Per-capita GDP very nicely captures both of these factors, with a rise in gross GDP helping the numerator and tiny rises in population helping the denominator. In fact, the bivariate regression shows that population growth is about twice as important as GDP growth. This suggests a trick that should capture even more of the price return: per-capita GDP growth minus population growth. Indeed, it turns out that this simple metric explains fully 55% of national equity returns:


Finally, one can specifically examine the "leakage" between the growth of GDP and the growth of stock prices. For many nations, the amount of GDP growth that escapes before arriving in the hands of shareholders is huge. For example, in Pakistan, GDP rose at an annualized rate of 5.73% while stock prices fell at an annualized rate of 1.77%; there was thus 7.50% of leakage between GDP growth and stock prices. In a few countries, notably the U.S. and Sweden, the discrepancy was actually negative due to rising valuations. Again, "leakage" is a good measure of property and shareholder rights. Its relationship to population growth is nothing short of phenomenal, with an R squared of 0.63:

These results shed a small amount of light on the sources of equity returns. GDP rises are good for stock prices only when they come from increases in individual productivity, as measured by per-capita GDP; they are bad when caused predominantly by population growth. The classic case of the latter is Pakistan, which, believe it or not, had the second highest gross GDP growth rate in our sample, but also one of the highest population growth rates. Needless to say, the Karachi Stock Exchange has not been a happy place the past four decades.

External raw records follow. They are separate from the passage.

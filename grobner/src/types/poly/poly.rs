use std::collections::BTreeMap;
use std::fmt::{Display, Debug};
use std::ops::{Add, AddAssign, Sub, SubAssign, Mul, MulAssign, Neg, Div, DivAssign};
use delegate::delegate;
use itertools::Itertools;
use num_traits::{Zero, One};
use auto_impl_ops::auto_ops;

use crate::{Elem, AddMon, AddMonOps, AddGrp, AddGrpOps, Mon, MonOps, Ring, RingOps, Field, FieldOps, Error};
use crate::io::{Printer, StrPrinter};
use super::{Mono, TermOrder, Lex};

/// A polynomial over a field `R`: a finite map `Mono -> R` without zero coefficients.
/// 
/// Terms are stored in the derived (lexicographic) order of `Mono`. 
/// Everything that depends on a monomial ordering takes it as an argument.
#[derive(Clone, PartialEq, Eq)]
pub struct Poly<R>
where R: Field, for<'x> &'x R: FieldOps<R> {
    data: BTreeMap<Mono, R>,
    zero: R
}

impl<R> Poly<R>
where R: Field, for<'x> &'x R: FieldOps<R> {
    fn new(mut data: BTreeMap<Mono, R>) -> Self { 
        data.retain(|_, r| !r.is_zero());
        Self::new_reduced(data)
    }

    fn new_reduced(data: BTreeMap<Mono, R>) -> Self { 
        Self { data, zero: R::zero() }
    }

    pub fn from_const(r: R) -> Self {
        Self::from((Mono::one(), r))
    }

    pub fn variable(i: usize) -> Self { 
        Self::from(Mono::var(i))
    }

    delegate! { 
        to self.data {
            #[call(len)]
            pub fn nterms(&self) -> usize;
            pub fn iter(&self) -> impl Iterator<Item = (&Mono, &R)>;
        }
    }

    pub fn coeff(&self, x: &Mono) -> &R {
        self.data.get(x).unwrap_or(&self.zero)
    }

    /// The single term `(x, r)`, if there is exactly one.
    pub fn as_term(&self) -> Option<(&Mono, &R)> { 
        if self.nterms() == 1 { 
            self.data.iter().next()
        } else { 
            None
        }
    }

    pub fn is_term(&self) -> bool { 
        self.as_term().is_some()
    }

    pub fn as_mono(&self) -> Option<&Mono> { 
        self.as_term().filter(|(_, r)| r.is_one()).map(|(x, _)| x)
    }

    pub fn is_mono(&self) -> bool { 
        self.as_mono().is_some()
    }

    pub fn is_const(&self) -> bool { 
        self.iter().all(|(x, _)| x.is_one())
    }

    pub fn const_term(&self) -> &R { 
        self.coeff(&Mono::one())
    }

    pub fn lead_pair<O>(&self, ord: &O) -> Option<(&Mono, &R)>
    where O: TermOrder + ?Sized { 
        self.iter().max_by(|(x, _), (y, _)| ord.cmp_mono(x, y))
    }

    pub fn lead_mono<O>(&self, ord: &O) -> Result<&Mono, Error>
    where O: TermOrder + ?Sized { 
        self.lead_pair(ord).map(|(x, _)| x).ok_or(Error::UndefinedLeadingTerm)
    }

    pub fn lead_coeff<O>(&self, ord: &O) -> &R
    where O: TermOrder + ?Sized { 
        self.lead_pair(ord).map(|(_, r)| r).unwrap_or(&self.zero)
    }

    pub fn lead_term<O>(&self, ord: &O) -> Self
    where O: TermOrder + ?Sized { 
        match self.lead_pair(ord) { 
            Some((x, r)) => Self::from((x.clone(), r.clone())),
            None => Self::zero()
        }
    }

    /// Terms sorted in descending order w.r.t. `ord`.
    pub fn sorted_terms<O>(&self, ord: &O) -> Vec<(&Mono, &R)>
    where O: TermOrder + ?Sized { 
        self.iter().sorted_by(|(x, _), (y, _)| ord.cmp_mono(y, x)).collect()
    }

    /// Multiplies by the single term `r * x`.
    pub fn mul_term(&self, x: &Mono, r: &R) -> Self { 
        if r.is_zero() { 
            return Self::zero()
        }
        let data = self.iter().map(|(y, a)| (x * y, a * r)).collect();
        Self::new_reduced(data)
    }

    pub fn try_div(&self, rhs: &Self) -> Result<Self, Error> { 
        let (x, r) = rhs.as_term().ok_or(Error::NotAMonomial)?;
        self.iter().map(|(y, a)| 
            Ok((y.try_div(x)?, a / r))
        ).collect()
    }

    pub fn is_divisible_by(&self, rhs: &Self) -> bool { 
        match rhs.as_term() { 
            Some((x, _)) => self.iter().all(|(y, _)| y.is_divisible_by(x)),
            None => false
        }
    }

    pub fn pow(&self, n: i32) -> Result<Self, Error> { 
        if n < 0 { 
            return Err(Error::NegativeExponent(n))
        }
        if let Some(x) = self.as_mono() { 
            return x.pow(n).map(Self::from)
        }
        Ok(self.pow_rec(n as u32))
    }

    fn pow_rec(&self, n: u32) -> Self { 
        if n == 0 { 
            return Self::one()
        }
        let h = self.pow_rec(n / 2);
        let mut res = &h * &h;
        if n % 2 == 1 { 
            res *= self;
        }
        res
    }

    /// Renders through `printer`, leading term first if `ord` is given,
    /// otherwise in descending lexicographic order.
    pub fn to_string_with<P>(&self, printer: &mut P, ord: Option<&dyn TermOrder>) -> String
    where P: Printer<R> { 
        match ord { 
            Some(ord) => for (x, r) in self.sorted_terms(ord) { 
                printer.add_term(r, x)
            },
            None => for (x, r) in self.data.iter().rev() { 
                printer.add_term(r, x)
            }
        }
        printer.print()
    }

    /// Divides all coefficients by the leading coefficient.
    pub fn into_monic<O>(self, ord: &O) -> Self
    where O: TermOrder + ?Sized { 
        match self.lead_coeff(ord).inv() { 
            Some(u) if !u.is_one() => self * u,
            _ => self
        }
    }
}

impl<R> Default for Poly<R>
where R: Field, for<'x> &'x R: FieldOps<R> {
    fn default() -> Self {
        Self::zero()
    }
}

impl<R> From<Mono> for Poly<R>
where R: Field, for<'x> &'x R: FieldOps<R> {
    fn from(x: Mono) -> Self {
        Self::from((x, R::one()))
    }
}

impl<R> From<(Mono, R)> for Poly<R>
where R: Field, for<'x> &'x R: FieldOps<R> {
    fn from(pair: (Mono, R)) -> Self {
        Self::new(BTreeMap::from([pair]))
    }
}

impl<R> From<i32> for Poly<R>
where R: Field, for<'x> &'x R: FieldOps<R> {
    fn from(i: i32) -> Self {
        Self::from_const(R::from(i))
    }
}

impl<R> FromIterator<(Mono, R)> for Poly<R>
where R: Field, for<'x> &'x R: FieldOps<R> {
    fn from_iter<T: IntoIterator<Item = (Mono, R)>>(iter: T) -> Self {
        let mut data = BTreeMap::new();
        for (x, r) in iter { 
            *data.entry(x).or_insert_with(R::zero) += r;
        }
        Self::new(data)
    }
}

impl<R> IntoIterator for Poly<R>
where R: Field, for<'x> &'x R: FieldOps<R> {
    type Item = (Mono, R);
    type IntoIter = std::collections::btree_map::IntoIter<Mono, R>;

    fn into_iter(self) -> Self::IntoIter {
        self.data.into_iter()
    }
}

impl<R> Display for Poly<R>
where R: Field, for<'x> &'x R: FieldOps<R> {
    fn fmt(&self, f: &mut std::fmt::Formatter<'_>) -> std::fmt::Result {
        let s = self.to_string_with(&mut StrPrinter::default(), None);
        f.write_str(&s)
    }
}

impl<R> Debug for Poly<R>
where R: Field, for<'x> &'x R: FieldOps<R> {
    fn fmt(&self, f: &mut std::fmt::Formatter<'_>) -> std::fmt::Result {
        Display::fmt(self, f)
    }
}

impl<R> Zero for Poly<R>
where R: Field, for<'x> &'x R: FieldOps<R> {
    fn zero() -> Self {
        Self::new_reduced(BTreeMap::new())
    }

    fn is_zero(&self) -> bool {
        self.data.is_empty()
    }
}

impl<R> One for Poly<R>
where R: Field, for<'x> &'x R: FieldOps<R> {
    fn one() -> Self {
        Self::from_const(R::one())
    }

    fn is_one(&self) -> bool {
        self.is_const() && self.const_term().is_one()
    }
}

impl<R> Neg for Poly<R>
where R: Field, for<'x> &'x R: FieldOps<R> {
    type Output = Self;
    fn neg(self) -> Self::Output {
        let data = self.data.into_iter().map(|(x, r)| (x, -r)).collect();
        Self::new_reduced(data)
    }
}

impl<R> Neg for &Poly<R>
where R: Field, for<'x> &'x R: FieldOps<R> {
    type Output = Poly<R>;
    fn neg(self) -> Self::Output {
        let data = self.iter().map(|(x, r)| (x.clone(), -r)).collect();
        Poly::new_reduced(data)
    }
}

macro_rules! impl_assop {
    ($trait:ident, $method:ident) => {
        #[auto_ops]
        impl<R> $trait<&Poly<R>> for Poly<R>
        where R: Field, for<'x> &'x R: FieldOps<R> {
            fn $method(&mut self, rhs: &Poly<R>) {
                for (x, r) in rhs.iter() { 
                    let a = self.data.entry(x.clone()).or_insert_with(R::zero);
                    a.$method(r);
                    if a.is_zero() { 
                        self.data.remove(x);
                    }
                }
            }
        }
    };
}

impl_assop!(AddAssign, add_assign);
impl_assop!(SubAssign, sub_assign);

#[auto_ops]
impl<R> MulAssign<&R> for Poly<R>
where R: Field, for<'x> &'x R: FieldOps<R> {
    fn mul_assign(&mut self, rhs: &R) {
        if rhs.is_zero() { 
            self.data.clear();
        } else if !rhs.is_one() { 
            for r in self.data.values_mut() { 
                *r *= rhs;
            }
        }
    }
}

#[auto_ops]
impl<R> MulAssign<&Poly<R>> for Poly<R>
where R: Field, for<'x> &'x R: FieldOps<R> {
    fn mul_assign(&mut self, rhs: &Poly<R>) {
        if rhs.is_one() {
            // nothing to do
        } else if rhs.is_const() { 
            *self *= rhs.const_term()
        } else if self.is_const() { 
            *self = rhs * self.const_term()
        } else { 
            let prod = self.data.iter().cartesian_product(rhs.data.iter()).map(|((x, a), (y, b))| 
                (x * y, a * b)
            );
            *self = Self::from_iter(prod)
        }
    }
}

#[auto_ops]
impl<R> DivAssign<&Poly<R>> for Poly<R>
where R: Field, for<'x> &'x R: FieldOps<R> {
    fn div_assign(&mut self, rhs: &Poly<R>) {
        match self.try_div(rhs) { 
            Ok(q) => *self = q,
            Err(e) => panic!("cannot divide {self} by {rhs}: {e}")
        }
    }
}

macro_rules! impl_alg_op {
    ($trait:ident) => {
        impl<R> $trait<Self> for Poly<R>
        where R: Field, for<'x> &'x R: FieldOps<R> {}

        impl<R> $trait<Poly<R>> for &Poly<R>
        where R: Field, for<'x> &'x R: FieldOps<R> {}
    };
}

impl_alg_op!(AddMonOps);
impl_alg_op!(AddGrpOps);
impl_alg_op!(MonOps);
impl_alg_op!(RingOps);

impl<R> Elem for Poly<R>
where R: Field, for<'x> &'x R: FieldOps<R> {
    fn math_symbol() -> String {
        format!("{}[x]", R::math_symbol())
    }
}

impl<R> AddMon for Poly<R>
where R: Field, for<'x> &'x R: FieldOps<R> {}

impl<R> AddGrp for Poly<R>
where R: Field, for<'x> &'x R: FieldOps<R> {}

impl<R> Mon for Poly<R>
where R: Field, for<'x> &'x R: FieldOps<R> {}

impl<R> Ring for Poly<R>
where R: Field, for<'x> &'x R: FieldOps<R> {
    fn inv(&self) -> Option<Self> {
        if self.is_const() { 
            self.const_term().inv().map(Self::from_const)
        } else { 
            None
        }
    }

    fn is_unit(&self) -> bool {
        !self.is_zero() && self.is_const()
    }

    fn normalizing_unit(&self) -> Self {
        let u = self.lead_coeff(&Lex).normalizing_unit();
        Self::from_const(u)
    }
}

#[cfg(feature = "serde")]
impl<R> serde::Serialize for Poly<R>
where R: Field + serde::Serialize, for<'x> &'x R: FieldOps<R> {
    fn serialize<S>(&self, serializer: S) -> Result<S::Ok, S::Error>
    where S: serde::Serializer {
        use serde::ser::SerializeSeq;
        let mut seq = serializer.serialize_seq(Some(self.nterms()))?;
        for t in self.iter() { 
            seq.serialize_element(&t)?;
        }
        seq.end()
    }
}

#[cfg(feature = "serde")]
impl<'de, R> serde::Deserialize<'de> for Poly<R>
where R: Field + serde::Deserialize<'de>, for<'x> &'x R: FieldOps<R> {
    fn deserialize<D>(deserializer: D) -> Result<Self, D::Error>
    where D: serde::Deserializer<'de> {
        let seq: Vec<(Mono, R)> = Vec::deserialize(deserializer)?;
        Ok(Self::from_iter(seq))
    }
}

It seems unlikely that population growth itself is the cause of poor stock returns, but rather a marker for the underlying social and cultural conditions that attend high birth rates and disrupt corporate profits: a dirigiste government, with its concomitant disrespect for private property, lack of functioning capital markets, and intrusion of religious thinking into areas better served by Western rationalism. For example, Israel had the second highest population growth in the sample, but since this was largely due to immigration and not a high birth rate, it offered reasonable stock returns.

Is the above paradigm useful for predicting future returns? The key question here is, can we divine the demographic transition that accompanies successful industrialization? At one end of the spectrum, the traditional developed nations should continue to experience agreeable real returns, as should emerging Western countries like Hungary, Poland, Taiwan, and Singapore. At the other end of the spectrum are nations like Pakistan and Peru, where a demographic transition seems remote. And in between are nations like Indonesia, Thailand, and Mexico, which may or may not be in the early stages of demographic transition.

At the end of the day, though, a central paradox remains: Raw economics explains only a small part of equity returns. Factors well outside the ken of the financial economist are far more important and likely less predictable.